また記者団が新型コロナウイルス対策に伴う財政出動と今後の増税の必要性を質問したのに対し「何としても大事なのは、新型コロナ対策なので、収束に向けて、必要なものにはしっかりと付けていく。思い切って財政出動をしていることで、財政そのものが非常に厳しくなっていることも事実だが、今は、まずは新型コロナを収束するためにできるかぎりの対応をすることが大事だ。『経済あっての財政』という考え方で、全力をあげて、何とかしのいでいきたい」と述べました。

「五輪・パラ 開催をしっかり応援していきたい」

「再び緊急事態宣言を出すことがないよう、5本の柱からなる総合的な対策をしっかりやるのが私の責務だと思っている。また、ワクチンは発症予防や重症化予防への効果があると指摘されており、感染拡大を防ぐために極めて大事だ」と述べました。

そのうえで「一つ一つ感染拡大を収束させていく中で、東京オリンピック・パラリンピックについては、IOCのバッハ会長が、世界のそれぞれの組織委員会に提案して、開催する方向で、いましっかり準備を進めているのが実情だ。開催をしっかり応援していきたい」と述べました。

「若者に対しての発信が足りなかった」

一方、若者に向けた情報発信について「例えばSNSなど、若者が見る部分に対しての広報が全く欠けていたのではないかと思っている。私自身も、若者に対しての発信が足りなかったと思っており、しっかりと発信していきたい」と述べました。

「ワクチン確保など地方自治体支援 全力で取り組んでいる」

またワクチン接種をめぐって「医師や看護師だけでなく、医学生でも接種を担当できるよう規制を緩和する考えはあるか」と質問したのに対し「接種に伴う安全性を確保する観点から、医師や看護師に限定されている。先般、日本医師会の会長と直接会い、全面的に協力するという趣旨のお話をいただいた。今後も、さまざまな事態を想定して、大規模な接種を円滑に進められるよう全力を尽くしたい」と述べました。

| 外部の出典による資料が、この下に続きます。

use log::debug;

use crate::{engine::core::ExpressionEngine, util::num::parse_entry};

/// A calculator front panel wired to an [`ExpressionEngine`].
///
/// Keyed-in digits collect in a pending entry that the engine never sees
/// until `enter`, an operator, a recall or a store ends typing. The keypad
/// also remembers the last value shown on the display.
///
/// ## Usage
/// ```
/// use rpnote::keypad::Keypad;
///
/// let mut keypad = Keypad::default();
/// keypad.key_in("1");
/// keypad.key_in("2");
/// keypad.enter();
/// keypad.key_in("4");
/// assert_eq!(keypad.operate("÷"), Some(3.0));
/// assert_eq!(keypad.description(), "12÷4");
/// ```
#[derive(Debug, Clone, Default)]
pub struct Keypad {
    engine:  ExpressionEngine,
    entry:   Option<String>,
    display: Option<f64>,
}

impl Keypad {
    #[must_use]
    pub const fn new(engine: ExpressionEngine) -> Self {
        Self { engine,
               entry: None,
               display: None }
    }

    /// Appends digits or a decimal point to the pending entry, starting a new
    /// entry if the user was not typing.
    pub fn key_in(&mut self, text: &str) {
        match &mut self.entry {
            Some(entry) => entry.push_str(text),
            None => self.entry = Some(text.to_string()),
        }
    }

    #[must_use]
    pub const fn is_typing(&self) -> bool {
        self.entry.is_some()
    }

    /// Ends typing and pushes the pending entry onto the engine.
    ///
    /// An entry that does not parse is discarded and the display is cleared;
    /// the engine is left untouched. Pressing enter while not typing pushes
    /// the displayed value again.
    pub fn enter(&mut self) -> Option<f64> {
        let operand = match self.entry.take() {
            Some(entry) => {
                let parsed = parse_entry(&entry);
                if parsed.is_none() {
                    debug!("discarding malformed entry '{entry}'");
                }
                parsed
            },
            None => self.display,
        };

        self.display = operand.and_then(|value| self.engine.push_operand(value));
        self.display
    }

    /// Applies the operator `symbol`, entering any pending entry first.
    pub fn operate(&mut self, symbol: &str) -> Option<f64> {
        self.finish_typing();
        self.display = self.engine.apply_operator(symbol);
        self.display
    }

    /// Pushes a reference to the variable `name`, entering any pending entry
    /// first.
    pub fn recall(&mut self, name: &str) -> Option<f64> {
        self.finish_typing();
        self.display = self.engine.push_variable_ref(name);
        self.display
    }

    /// Binds `name` to the value on the display and pushes a reference to it.
    ///
    /// A pending entry is used as the value without being pushed itself.
    /// Nothing happens if there is no value to store.
    pub fn store(&mut self, name: &str) -> Option<f64> {
        let value = match self.entry.take() {
            Some(entry) => parse_entry(&entry),
            None => self.display,
        };

        let Some(value) = value else {
            debug!("nothing to store into '{name}'");
            return None;
        };

        self.display = self.engine.set_variable(name, value);
        self.display
    }

    /// Clears the program, the pending entry and the display.
    pub fn clear(&mut self) {
        self.engine.clear();
        self.entry = None;
        self.display = None;
    }

    #[must_use]
    pub const fn display(&self) -> Option<f64> {
        self.display
    }

    /// Text shown on the display: the pending entry while typing, otherwise
    /// the last result, or an empty string if there is none.
    #[must_use]
    pub fn display_text(&self) -> String {
        match (&self.entry, self.display) {
            (Some(entry), _) => entry.clone(),
            (None, Some(value)) => value.to_string(),
            (None, None) => String::new(),
        }
    }

    #[must_use]
    pub fn description(&self) -> String {
        self.engine.render_description()
    }

    #[must_use]
    pub const fn engine(&self) -> &ExpressionEngine {
        &self.engine
    }

    fn finish_typing(&mut self) {
        if self.is_typing() {
            self.enter();
        }
    }
}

さらに「ワクチンの確保や財政支援を含めて、地方自治体への支援について、いま全力で取り組んでいるところだ」と述べました。

来月前半訪米へ 「日米同盟のさらなる強化につなげていきたい」

一方「日米同盟は日本外交、安全保障の基軸であり、インド太平洋地域と国際社会の平和と繁栄の基盤でもある。バイデン大統領とは、電話会談や、日米豪印の首脳テレビ会議などの場で、自由で開かれたインド太平洋の実現に向けたコミットメントを繰り返し明確にしてきた。同盟国である米国をはじめとして、志をともにする国々と緊密に連携して、さまざまな機会を捉えて、自由で開かれたインド太平洋を戦略的に推進していきたい」と述べました。

そのうえで「諸般の事情が許せば来月前半にはワシントンを訪問し、バイデン大統領との個人的な信頼関係を深めつつ、日米同盟のさらなる強化につなげていきたい。また、新型コロナ、気候変動、さらに中国をめぐる諸課題、また北朝鮮による拉致問題などのさまざまな課題について、日米で連携していくことをお互いに確認しあえる機会にしたい」と述べました。